#### Task instructions
The whole listing that follows should be printed again, unchanged.

——————

use std::sync::Arc;

use axum::{
    Router,
    extract::{Extension, Path, Query},
    routing::get,
};
use chrono::Utc;
use serde_json::json;

use stockbook_core::CustomerId;
use stockbook_inventory::ItemStore;
use stockbook_sales::ledger::current_balance;

use crate::app::services::AppServices;
use crate::app::{dto, errors};

pub fn router() -> Router {
    Router::new()
        .route("/salesReport", get(sales_report))
        .route("/items", get(items_report))
        .route("/ledger/:customerId", get(customer_ledger))
        .route("/monthlySales", get(monthly_sales))
        .route("/topItems", get(top_items))
        .route("/valuation", get(valuation))
}

pub async fn sales_report(
    Extension(services): Extension<Arc<AppServices>>,
    Query(range): Query<dto::SalesReportQuery>,
) -> axum::response::Response {
    let sales = services
        .reports
        .sales_report(range.start_date, range.end_date)
        .iter()
        .map(dto::sale_to_json)
        .collect::<Vec<_>>();
    errors::json_ok(json!(sales))
}

/// Full item list, as consumed by the stock report screen.
pub async fn items_report(
    Extension(services): Extension<Arc<AppServices>>,
) -> axum::response::Response {
    let items = services
        .items
        .list()
        .iter()
        .map(dto::item_to_json)
        .collect::<Vec<_>>();
    errors::json_ok(json!(items))
}

pub async fn customer_ledger(
    Extension(services): Extension<Arc<AppServices>>,
    Path(id): Path<String>,
) -> axum::response::Response {
    let id: CustomerId = match id.parse() {
        Ok(v) => v,
        Err(e) => return errors::domain_error_to_response(e),
    };

    let entries = services.engine.customer_ledger(&id);
    errors::json_ok(json!({
        "entries": entries.iter().map(dto::ledger_entry_to_json).collect::<Vec<_>>(),
        "balance": current_balance(&entries),
    }))
}

pub async fn monthly_sales(
    Extension(services): Extension<Arc<AppServices>>,
) -> axum::response::Response {
    let buckets = services
        .reports
        .monthly_sales(Utc::now())
        .iter()
        .map(dto::monthly_bucket_to_json)
        .collect::<Vec<_>>();
    errors::json_ok(json!(buckets))
}

pub async fn top_items(
    Extension(services): Extension<Arc<AppServices>>,
) -> axum::response::Response {
    let items = services
        .reports
        .top_selling_items()
        .iter()
        .map(dto::top_item_to_json)
        .collect::<Vec<_>>();
    errors::json_ok(json!(items))
}

pub async fn valuation(
    Extension(services): Extension<Arc<AppServices>>,
) -> axum::response::Response {
    errors::json_ok(dto::valuation_to_json(&services.reports.inventory_valuation()))
}
//! HTTP API: server, routing, and request/response mapping.

pub mod app;
pub mod config;
pub mod context;
pub mod middleware;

——————

#### Task result
use std::sync::Arc;

use axum::{
    Router,
    extract::{Extension, Path, Query},
    routing::get,
};
use chrono::Utc;
use serde_json::json;

use stockbook_core::CustomerId;
use stockbook_inventory::ItemStore;
use stockbook_sales::ledger::current_balance;

use crate::app::services::AppServices;
use crate::app::{dto, errors};

pub fn router() -> Router {
    Router::new()
        .route("/salesReport", get(sales_report))
        .route("/items", get(items_report))
        .route("/ledger/:customerId", get(customer_ledger))
        .route("/monthlySales", get(monthly_sales))
        .route("/topItems", get(top_items))
        .route("/valuation", get(valuation))
}

pub async fn sales_report(
    Extension(services): Extension<Arc<AppServices>>,
    Query(range): Query<dto::SalesReportQuery>,
) -> axum::response::Response {
    let sales = services
        .reports
        .sales_report(range.start_date, range.end_date)
        .iter()
        .map(dto::sale_to_json)
        .collect::<Vec<_>>();
    errors::json_ok(json!(sales))
}

/// Full item list, as consumed by the stock report screen.
pub async fn items_report(
    Extension(services): Extension<Arc<AppServices>>,
) -> axum::response::Response {
    let items = services
        .items
        .list()
        .iter()
        .map(dto::item_to_json)
        .collect::<Vec<_>>();
    errors::json_ok(json!(items))
}

pub async fn customer_ledger(
    Extension(services): Extension<Arc<AppServices>>,
    Path(id): Path<String>,
) -> axum::response::Response {
    let id: CustomerId = match id.parse() {
        Ok(v) => v,
        Err(e) => return errors::domain_error_to_response(e),
    };

    let entries = services.engine.customer_ledger(&id);
    errors::json_ok(json!({
        "entries": entries.iter().map(dto::ledger_entry_to_json).collect::<Vec<_>>(),
        "balance": current_balance(&entries),
    }))
}

pub async fn monthly_sales(
    Extension(services): Extension<Arc<AppServices>>,
) -> axum::response::Response {
    let buckets = services
        .reports
        .monthly_sales(Utc::now())
        .iter()
        .map(dto::monthly_bucket_to_json)
        .collect::<Vec<_>>();
    errors::json_ok(json!(buckets))
}

pub async fn top_items(
    Extension(services): Extension<Arc<AppServices>>,
) -> axum::response::Response {
    let items = services
        .reports
        .top_selling_items()
        .iter()
        .map(dto::top_item_to_json)
        .collect::<Vec<_>>();
    errors::json_ok(json!(items))
}

pub async fn valuation(
    Extension(services): Extension<Arc<AppServices>>,
) -> axum::response::Response {
    errors::json_ok(dto::valuation_to_json(&services.reports.inventory_valuation()))
}
//! HTTP API: server, routing, and request/response mapping.

pub mod app;
pub mod config;
pub mod context;
pub mod middleware;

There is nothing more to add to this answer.